• **Exercise objective**: Determine the number of lines in the following entries that hold the word "write". Give only that number.

• **Given information**:
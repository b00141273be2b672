//! Error types for the protocol crate.
//!
//! Two kinds of error live here: [`ProtocolError`], the failure type of the
//! encoding helpers, and [`ErrorKind`], the classified failure a tethering
//! worker reports upward. The latter is data, not a Rust error: it travels in
//! events and is surfaced to the user, never propagated with `?`.

use std::fmt;

use serde::{Deserialize, Serialize};
use thiserror::Error;

/// Protocol error type covering all encoding failure modes.
#[derive(Debug, Error)]
pub enum ProtocolError {
    /// Failed to serialize data.
    #[error("serialization failed: {0}")]
    Serialization(String),

    /// Failed to deserialize data.
    #[error("deserialization failed: {0}")]
    Deserialization(String),

    /// A numeric service state code outside the known range.
    #[error("unknown service state code: {0}")]
    UnknownStateCode(u8),
}

/// Result type alias for protocol operations.
pub type Result<T> = std::result::Result<T, ProtocolError>;

impl From<serde_json::Error> for ProtocolError {
    fn from(err: serde_json::Error) -> Self {
        if err.is_data() || err.is_eof() || err.is_syntax() {
            ProtocolError::Deserialization(err.to_string())
        } else {
            ProtocolError::Serialization(err.to_string())
        }
    }
}

/// Worker code for a denied root (superuser) request.
pub const ERROR_ROOT: i32 = 1;

/// Worker code for an unclassified failure.
pub const ERROR_OTHER: i32 = 2;

/// Worker code for a wpa_supplicant failure.
pub const ERROR_SUPPLICANT: i32 = 3;

/// Classified failure reported by the tethering worker.
///
/// The taxonomy is closed. Codes the worker sends that are not recognised
/// map to [`ErrorKind::Other`] so that no failure is ever dropped.
#[derive(Debug, Clone, Copy, PartialEq, Eq, Hash, Serialize, Deserialize)]
#[serde(rename_all = "snake_case")]
pub enum ErrorKind {
    /// The worker could not obtain root privileges.
    RootAccessDenied,
    /// The wifi supplicant could not be reconfigured for ad-hoc mode.
    SupplicantFailure,
    /// Anything else.
    Other,
}

impl ErrorKind {
    /// Classifies a numeric worker error code.
    pub fn from_code(code: i32) -> Self {
        match code {
            ERROR_ROOT => ErrorKind::RootAccessDenied,
            ERROR_SUPPLICANT => ErrorKind::SupplicantFailure,
            _ => ErrorKind::Other,
        }
    }

    /// Returns the numeric worker code for this kind.
    pub fn code(self) -> i32 {
        match self {
            ErrorKind::RootAccessDenied => ERROR_ROOT,
            ErrorKind::SupplicantFailure => ERROR_SUPPLICANT,
            ErrorKind::Other => ERROR_OTHER,
        }
    }
}

impl fmt::Display for ErrorKind {
    fn fmt(&self, f: &mut fmt::Formatter<'_>) -> fmt::Result {
        match self {
            ErrorKind::RootAccessDenied => write!(f, "root access denied"),
            ErrorKind::SupplicantFailure => write!(f, "supplicant failure"),
            ErrorKind::Other => write!(f, "tethering failed"),
        }
    }
}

• **Exercise output**: 3